-- INSTRUCTIONS TO FOLLOW --
Copy precisely the first line of the material below and every later line, stopping with the line that contains "const WRITER_SHUTDOWN: Duration".

RECORDED DATA below:

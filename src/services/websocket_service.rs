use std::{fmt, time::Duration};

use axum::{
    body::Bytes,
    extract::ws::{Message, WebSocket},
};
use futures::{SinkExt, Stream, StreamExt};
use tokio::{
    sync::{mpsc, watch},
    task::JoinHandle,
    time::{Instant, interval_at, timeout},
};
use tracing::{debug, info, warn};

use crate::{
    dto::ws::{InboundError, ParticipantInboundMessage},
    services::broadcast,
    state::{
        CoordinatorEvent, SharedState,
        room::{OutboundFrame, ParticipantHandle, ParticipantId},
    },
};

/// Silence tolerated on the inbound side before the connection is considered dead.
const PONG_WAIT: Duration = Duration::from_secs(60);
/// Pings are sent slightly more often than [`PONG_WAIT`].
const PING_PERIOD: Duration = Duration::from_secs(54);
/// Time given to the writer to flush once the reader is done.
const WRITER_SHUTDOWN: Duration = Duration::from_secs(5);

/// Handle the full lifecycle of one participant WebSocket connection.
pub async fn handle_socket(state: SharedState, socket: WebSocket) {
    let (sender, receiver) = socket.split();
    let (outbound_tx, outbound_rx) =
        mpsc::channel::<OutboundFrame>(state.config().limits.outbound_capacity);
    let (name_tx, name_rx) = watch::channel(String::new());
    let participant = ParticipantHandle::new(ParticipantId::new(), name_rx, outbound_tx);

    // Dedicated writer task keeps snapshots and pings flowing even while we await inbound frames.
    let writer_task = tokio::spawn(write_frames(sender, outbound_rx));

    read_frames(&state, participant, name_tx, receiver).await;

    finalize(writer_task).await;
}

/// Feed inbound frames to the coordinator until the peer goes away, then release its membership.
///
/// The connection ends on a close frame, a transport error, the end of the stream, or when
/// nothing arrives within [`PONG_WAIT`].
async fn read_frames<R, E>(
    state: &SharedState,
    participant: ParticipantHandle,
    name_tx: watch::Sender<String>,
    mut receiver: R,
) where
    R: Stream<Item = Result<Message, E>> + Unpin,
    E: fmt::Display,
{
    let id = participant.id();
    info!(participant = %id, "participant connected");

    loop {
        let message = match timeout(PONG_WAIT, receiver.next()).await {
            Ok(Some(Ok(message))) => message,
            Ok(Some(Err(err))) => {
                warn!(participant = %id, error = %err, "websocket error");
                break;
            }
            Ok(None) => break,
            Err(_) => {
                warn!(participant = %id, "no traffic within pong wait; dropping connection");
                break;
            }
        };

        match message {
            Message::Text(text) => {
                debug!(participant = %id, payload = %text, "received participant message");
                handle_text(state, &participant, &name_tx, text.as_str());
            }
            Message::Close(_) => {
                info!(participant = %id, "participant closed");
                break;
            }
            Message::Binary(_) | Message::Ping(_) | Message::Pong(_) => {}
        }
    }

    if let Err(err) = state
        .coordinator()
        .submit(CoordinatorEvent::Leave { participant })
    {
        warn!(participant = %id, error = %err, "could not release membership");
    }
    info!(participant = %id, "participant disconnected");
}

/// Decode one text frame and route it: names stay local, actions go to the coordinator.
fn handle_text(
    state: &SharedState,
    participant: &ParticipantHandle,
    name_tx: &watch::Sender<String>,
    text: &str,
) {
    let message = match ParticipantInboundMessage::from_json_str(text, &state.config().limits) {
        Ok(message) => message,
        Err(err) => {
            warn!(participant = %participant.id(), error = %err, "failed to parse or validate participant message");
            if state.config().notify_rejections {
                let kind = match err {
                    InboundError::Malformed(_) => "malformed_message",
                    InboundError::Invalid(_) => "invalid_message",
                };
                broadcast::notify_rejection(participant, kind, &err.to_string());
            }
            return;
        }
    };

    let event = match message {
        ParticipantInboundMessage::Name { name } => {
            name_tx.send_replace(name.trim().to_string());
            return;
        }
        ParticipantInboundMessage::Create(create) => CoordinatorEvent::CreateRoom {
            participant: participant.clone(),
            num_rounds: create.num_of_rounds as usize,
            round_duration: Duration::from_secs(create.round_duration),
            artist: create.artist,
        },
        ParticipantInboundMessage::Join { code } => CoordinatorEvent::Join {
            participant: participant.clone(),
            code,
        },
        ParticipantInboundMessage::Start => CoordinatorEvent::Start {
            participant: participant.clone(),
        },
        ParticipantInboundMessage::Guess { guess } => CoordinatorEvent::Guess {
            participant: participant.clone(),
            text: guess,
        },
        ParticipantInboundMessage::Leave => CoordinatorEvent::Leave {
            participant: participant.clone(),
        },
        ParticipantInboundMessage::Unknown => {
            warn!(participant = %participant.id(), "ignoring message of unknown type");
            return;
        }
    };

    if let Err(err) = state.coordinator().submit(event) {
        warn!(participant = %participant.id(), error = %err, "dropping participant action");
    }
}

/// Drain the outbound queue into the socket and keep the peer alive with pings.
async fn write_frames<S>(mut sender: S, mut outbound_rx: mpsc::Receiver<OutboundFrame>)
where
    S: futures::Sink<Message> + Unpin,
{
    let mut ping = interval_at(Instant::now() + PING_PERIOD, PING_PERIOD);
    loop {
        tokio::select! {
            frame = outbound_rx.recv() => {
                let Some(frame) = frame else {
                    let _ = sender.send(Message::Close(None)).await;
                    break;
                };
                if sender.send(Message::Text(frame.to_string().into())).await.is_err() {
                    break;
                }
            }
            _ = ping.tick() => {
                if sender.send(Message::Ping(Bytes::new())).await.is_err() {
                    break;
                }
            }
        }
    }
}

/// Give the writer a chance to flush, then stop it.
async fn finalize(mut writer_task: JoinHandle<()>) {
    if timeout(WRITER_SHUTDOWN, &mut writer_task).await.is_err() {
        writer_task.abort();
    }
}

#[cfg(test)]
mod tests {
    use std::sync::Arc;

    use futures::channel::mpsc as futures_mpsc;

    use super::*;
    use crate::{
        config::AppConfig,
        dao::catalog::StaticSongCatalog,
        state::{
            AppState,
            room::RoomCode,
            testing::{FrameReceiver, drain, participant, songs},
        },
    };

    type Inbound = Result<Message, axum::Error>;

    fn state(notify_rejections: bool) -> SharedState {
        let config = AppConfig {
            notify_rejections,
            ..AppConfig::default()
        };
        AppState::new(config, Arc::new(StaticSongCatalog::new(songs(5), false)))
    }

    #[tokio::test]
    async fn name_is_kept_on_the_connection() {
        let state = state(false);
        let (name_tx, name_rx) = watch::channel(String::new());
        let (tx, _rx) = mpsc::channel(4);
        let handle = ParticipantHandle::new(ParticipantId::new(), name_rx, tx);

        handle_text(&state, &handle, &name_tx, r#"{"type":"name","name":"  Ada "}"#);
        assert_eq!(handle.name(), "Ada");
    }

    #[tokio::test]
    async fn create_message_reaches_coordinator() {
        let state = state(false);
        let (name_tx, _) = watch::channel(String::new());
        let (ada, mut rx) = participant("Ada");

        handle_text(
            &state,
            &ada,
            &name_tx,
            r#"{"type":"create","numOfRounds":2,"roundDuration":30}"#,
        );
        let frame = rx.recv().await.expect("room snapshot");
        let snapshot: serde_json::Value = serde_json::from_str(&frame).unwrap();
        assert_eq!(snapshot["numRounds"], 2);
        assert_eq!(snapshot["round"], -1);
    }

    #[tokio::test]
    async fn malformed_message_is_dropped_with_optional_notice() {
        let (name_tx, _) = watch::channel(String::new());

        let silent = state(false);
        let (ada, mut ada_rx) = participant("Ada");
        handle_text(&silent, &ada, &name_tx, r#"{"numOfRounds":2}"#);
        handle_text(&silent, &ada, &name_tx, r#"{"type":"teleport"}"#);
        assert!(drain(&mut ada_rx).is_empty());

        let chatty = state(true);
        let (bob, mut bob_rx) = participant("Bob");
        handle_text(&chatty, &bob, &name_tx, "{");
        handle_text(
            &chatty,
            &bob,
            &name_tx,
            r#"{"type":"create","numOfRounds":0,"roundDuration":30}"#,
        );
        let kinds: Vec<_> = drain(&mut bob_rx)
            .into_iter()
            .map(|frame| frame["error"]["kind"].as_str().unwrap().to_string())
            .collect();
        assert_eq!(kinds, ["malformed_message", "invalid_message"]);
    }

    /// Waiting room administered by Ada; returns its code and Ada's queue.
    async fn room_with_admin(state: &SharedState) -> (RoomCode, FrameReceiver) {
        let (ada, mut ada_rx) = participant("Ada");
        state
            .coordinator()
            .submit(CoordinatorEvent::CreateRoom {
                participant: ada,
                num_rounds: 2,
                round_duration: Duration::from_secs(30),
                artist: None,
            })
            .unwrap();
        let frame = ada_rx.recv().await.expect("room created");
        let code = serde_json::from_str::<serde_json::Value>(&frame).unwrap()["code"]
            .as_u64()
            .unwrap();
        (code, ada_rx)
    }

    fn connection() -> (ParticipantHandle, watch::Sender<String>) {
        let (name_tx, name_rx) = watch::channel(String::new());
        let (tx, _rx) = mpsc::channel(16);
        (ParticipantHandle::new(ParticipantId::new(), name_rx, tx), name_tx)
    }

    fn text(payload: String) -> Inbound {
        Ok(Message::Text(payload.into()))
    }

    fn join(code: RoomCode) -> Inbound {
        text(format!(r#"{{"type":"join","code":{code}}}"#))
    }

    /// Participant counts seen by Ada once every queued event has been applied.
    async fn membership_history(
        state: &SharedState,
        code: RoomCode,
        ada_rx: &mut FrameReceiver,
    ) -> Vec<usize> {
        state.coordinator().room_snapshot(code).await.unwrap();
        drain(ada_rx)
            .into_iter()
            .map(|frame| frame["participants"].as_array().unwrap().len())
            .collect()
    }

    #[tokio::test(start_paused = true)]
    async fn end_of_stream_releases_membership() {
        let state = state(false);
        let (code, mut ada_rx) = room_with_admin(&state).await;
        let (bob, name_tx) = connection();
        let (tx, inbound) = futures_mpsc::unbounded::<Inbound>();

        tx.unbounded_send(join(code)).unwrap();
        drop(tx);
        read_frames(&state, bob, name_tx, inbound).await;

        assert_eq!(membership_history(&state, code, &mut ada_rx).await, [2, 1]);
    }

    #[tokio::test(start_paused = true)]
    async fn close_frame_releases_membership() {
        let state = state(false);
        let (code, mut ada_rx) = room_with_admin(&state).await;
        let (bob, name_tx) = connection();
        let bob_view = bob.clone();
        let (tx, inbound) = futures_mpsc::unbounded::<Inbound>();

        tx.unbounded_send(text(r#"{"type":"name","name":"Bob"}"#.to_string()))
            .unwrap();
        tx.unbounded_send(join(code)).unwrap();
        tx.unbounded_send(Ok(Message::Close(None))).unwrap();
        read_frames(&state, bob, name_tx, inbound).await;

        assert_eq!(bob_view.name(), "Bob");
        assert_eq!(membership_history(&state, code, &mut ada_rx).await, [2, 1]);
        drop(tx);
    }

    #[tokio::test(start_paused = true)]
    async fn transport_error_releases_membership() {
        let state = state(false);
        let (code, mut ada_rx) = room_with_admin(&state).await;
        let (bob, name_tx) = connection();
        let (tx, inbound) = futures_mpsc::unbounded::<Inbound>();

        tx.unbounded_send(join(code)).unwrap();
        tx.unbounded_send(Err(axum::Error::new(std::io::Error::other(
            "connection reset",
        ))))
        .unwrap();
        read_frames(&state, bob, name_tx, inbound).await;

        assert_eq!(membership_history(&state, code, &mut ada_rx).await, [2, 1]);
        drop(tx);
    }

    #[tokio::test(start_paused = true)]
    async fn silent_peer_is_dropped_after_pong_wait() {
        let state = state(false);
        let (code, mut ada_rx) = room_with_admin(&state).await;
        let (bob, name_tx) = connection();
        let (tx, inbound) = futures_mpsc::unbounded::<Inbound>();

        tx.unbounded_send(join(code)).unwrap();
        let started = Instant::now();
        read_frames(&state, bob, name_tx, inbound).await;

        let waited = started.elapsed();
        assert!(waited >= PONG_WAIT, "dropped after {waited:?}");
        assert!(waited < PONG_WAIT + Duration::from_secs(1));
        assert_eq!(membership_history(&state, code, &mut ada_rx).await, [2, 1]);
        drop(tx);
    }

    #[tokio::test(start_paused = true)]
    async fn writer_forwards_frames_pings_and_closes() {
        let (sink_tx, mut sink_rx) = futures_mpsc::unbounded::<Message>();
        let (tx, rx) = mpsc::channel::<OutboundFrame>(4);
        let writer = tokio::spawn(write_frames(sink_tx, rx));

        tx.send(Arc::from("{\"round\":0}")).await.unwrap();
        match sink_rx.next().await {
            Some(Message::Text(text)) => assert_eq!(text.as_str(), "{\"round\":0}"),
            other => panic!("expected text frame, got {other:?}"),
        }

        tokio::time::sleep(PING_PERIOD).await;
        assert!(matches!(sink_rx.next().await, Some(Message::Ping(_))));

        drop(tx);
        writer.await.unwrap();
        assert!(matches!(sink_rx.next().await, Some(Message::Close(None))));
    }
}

End of RECORDED DATA.

-- ANSWER TO THIS PROBLEM --
filename src/services/websocket_service.rs
use std::{fmt, time::Duration};

use axum::{
    body::Bytes,
    extract::ws::{Message, WebSocket},
};
use futures::{SinkExt, Stream, StreamExt};
use tokio::{
    sync::{mpsc, watch},
    task::JoinHandle,
    time::{Instant, interval_at, timeout},
};
use tracing::{debug, info, warn};

use crate::{
    dto::ws::{InboundError, ParticipantInboundMessage},
    services::broadcast,
    state::{
        CoordinatorEvent, SharedState,
        room::{OutboundFrame, ParticipantHandle, ParticipantId},
    },
};

/// Silence tolerated on the inbound side before the connection is considered dead.
const PONG_WAIT: Duration = Duration::from_secs(60);
/// Pings are sent slightly more often than [`PONG_WAIT`].
const PING_PERIOD: Duration = Duration::from_secs(54);
/// Time given to the writer to flush once the reader is done.
const WRITER_SHUTDOWN: Duration = Duration::from_secs(5);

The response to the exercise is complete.